(EXCERPTED DATA):
//! Parsing and validation for kanafold.toml configuration files

use crate::error::ConfigError;
use crate::normalize::{Normalizer, normalizer};
use crate::rules::{Rule, RuleDefinition};
use crate::types::NormalizerKind;
use serde::{Deserialize, Serialize};
use std::fs;
use std::path::Path;

/// Default configuration file name, looked up in the working directory
pub const CONFIG_FILE_NAME: &str = "kanafold.toml";

/// Main configuration struct for kanafold.toml
#[derive(Debug, Clone, PartialEq, Default, Serialize, Deserialize)]
pub struct Config {
    /// kanafold metadata
    pub kanafold: KanafoldMeta,

    /// Extra rules merged into the normalizer's chains
    #[serde(default)]
    pub rules: RulesConfig,

    /// Output configuration
    #[serde(default)]
    pub output: OutputConfig,
}

impl Config {
    /// Load configuration from a TOML file
    pub fn load(path: impl AsRef<Path>) -> Result<Self, ConfigError> {
        let content = fs::read_to_string(path)?;
        Self::parse(&content)
    }

    /// Load configuration from a TOML file, or defaults if it does not exist
    pub fn load_or_default(path: impl AsRef<Path>) -> Result<Self, ConfigError> {
        let path = path.as_ref();
        if !path.exists() {
            tracing::debug!(path = %path.display(), "no configuration file; using defaults");
            return Ok(Self::default());
        }
        Self::load(path)
    }

    /// Parse configuration from a TOML string
    pub fn parse(s: &str) -> Result<Self, ConfigError> {
        let config: Config = toml::from_str(s)?;
        config.validate()?;
        Ok(config)
    }

    /// Validate the configuration
    fn validate(&self) -> Result<(), ConfigError> {
        if self.kanafold.version != "1" {
            return Err(ConfigError::Validation(format!(
                "Unsupported configuration version '{}'. Expected '1'",
                self.kanafold.version
            )));
        }

        for pattern in &self.kanafold.include {
            globset::Glob::new(pattern).map_err(|e| {
                ConfigError::Validation(format!(
                    "Invalid include glob pattern '{}': {}",
                    pattern, e
                ))
            })?;
        }

        for pattern in &self.kanafold.exclude {
            globset::Glob::new(pattern).map_err(|e| {
                ConfigError::Validation(format!(
                    "Invalid exclude glob pattern '{}': {}",
                    pattern, e
                ))
            })?;
        }

        // Every extra rule must compile
        self.rules.build_pre()?;
        self.rules.build_post()?;

        Ok(())
    }

    /// The configured normalizer with the extra rules merged in
    pub fn build_normalizer(&self) -> Result<Normalizer, ConfigError> {
        self.build_normalizer_for(self.kanafold.normalizer)
    }

    /// A specific normalizer with the extra rules merged in
    pub fn build_normalizer_for(&self, kind: NormalizerKind) -> Result<Normalizer, ConfigError> {
        let base = normalizer(kind);
        if self.rules.is_empty() {
            return Ok(base.clone());
        }
        Ok(base.with_extra_rules(self.rules.build_pre()?, self.rules.build_post()?))
    }
}

/// kanafold metadata section
#[derive(Debug, Clone, PartialEq, Serialize, Deserialize)]
pub struct KanafoldMeta {
    /// Configuration version (must be "1")
    pub version: String,

    /// Normalizer used by `normalize` and `check` unless overridden
    #[serde(default)]
    pub normalizer: NormalizerKind,

    /// File patterns to include
    #[serde(default = "default_include")]
    pub include: Vec<String>,

    /// File patterns to exclude
    #[serde(default)]
    pub exclude: Vec<String>,
}

impl Default for KanafoldMeta {
    fn default() -> Self {
        Self {
            version: "1".to_string(),
            normalizer: NormalizerKind::default(),
            include: default_include(),
            exclude: Vec::new(),
        }
    }
}

fn default_include() -> Vec<String> {
    vec!["**/*".to_string()]
}

/// Extra rules section
#[derive(Debug, Clone, PartialEq, Default, Serialize, Deserialize)]
pub struct RulesConfig {
    /// Rules merged into the pre chain (`[[rules.pre]]`)
    #[serde(default)]
    pub pre: Vec<RuleDefinition>,

    /// Rules merged into the post chain (`[[rules.post]]`)
    #[serde(default)]
    pub post: Vec<RuleDefinition>,
}

impl RulesConfig {
    pub fn is_empty(&self) -> bool {
        self.pre.is_empty() && self.post.is_empty()
    }

    /// Compiles the extra pre rules
    pub fn build_pre(&self) -> Result<Vec<Rule>, ConfigError> {
        build_all(&self.pre)
    }

    /// Compiles the extra post rules
    pub fn build_post(&self) -> Result<Vec<Rule>, ConfigError> {
        build_all(&self.post)
    }
}

fn build_all(definitions: &[RuleDefinition]) -> Result<Vec<Rule>, ConfigError> {
    definitions
        .iter()
        .map(|definition| definition.build().map_err(ConfigError::from))
        .collect()
}

/// Output configuration section
#[derive(Debug, Clone, PartialEq, Default, Serialize, Deserialize)]
pub struct OutputConfig {
    /// Output format
    #[serde(default)]
    pub format: OutputFormat,

    /// Color output setting
    #[serde(default)]
    pub color: ColorOption,
}

/// Output format options
#[derive(Debug, Clone, Copy, PartialEq, Eq, Serialize, Deserialize, Default)]
#[serde(rename_all = "lowercase")]
pub enum OutputFormat {
    /// Human-readable output
    #[default]
    Human,
    /// JSON Lines format
    Jsonl,
}

/// Color output options
#[derive(Debug, Clone, Copy, PartialEq, Eq, Serialize, Deserialize, Default)]
#[serde(rename_all = "lowercase")]
pub enum ColorOption {
    /// Auto-detect based on terminal capabilities
    #[default]
    Auto,
    /// Always use color
    Always,
    /// Never use color
    Never,
}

(DESCRIPTION OF THE TASK):
Your answer should be the lines above from the one containing "return Ok(base.clone());" through the one containing "pub struct KanafoldMeta", copied exactly and with both ends kept.

(YOUR RESPONSE):
            return Ok(base.clone());
        }
        Ok(base.with_extra_rules(self.rules.build_pre()?, self.rules.build_post()?))
    }
}

/// kanafold metadata section
#[derive(Debug, Clone, PartialEq, Serialize, Deserialize)]
pub struct KanafoldMeta {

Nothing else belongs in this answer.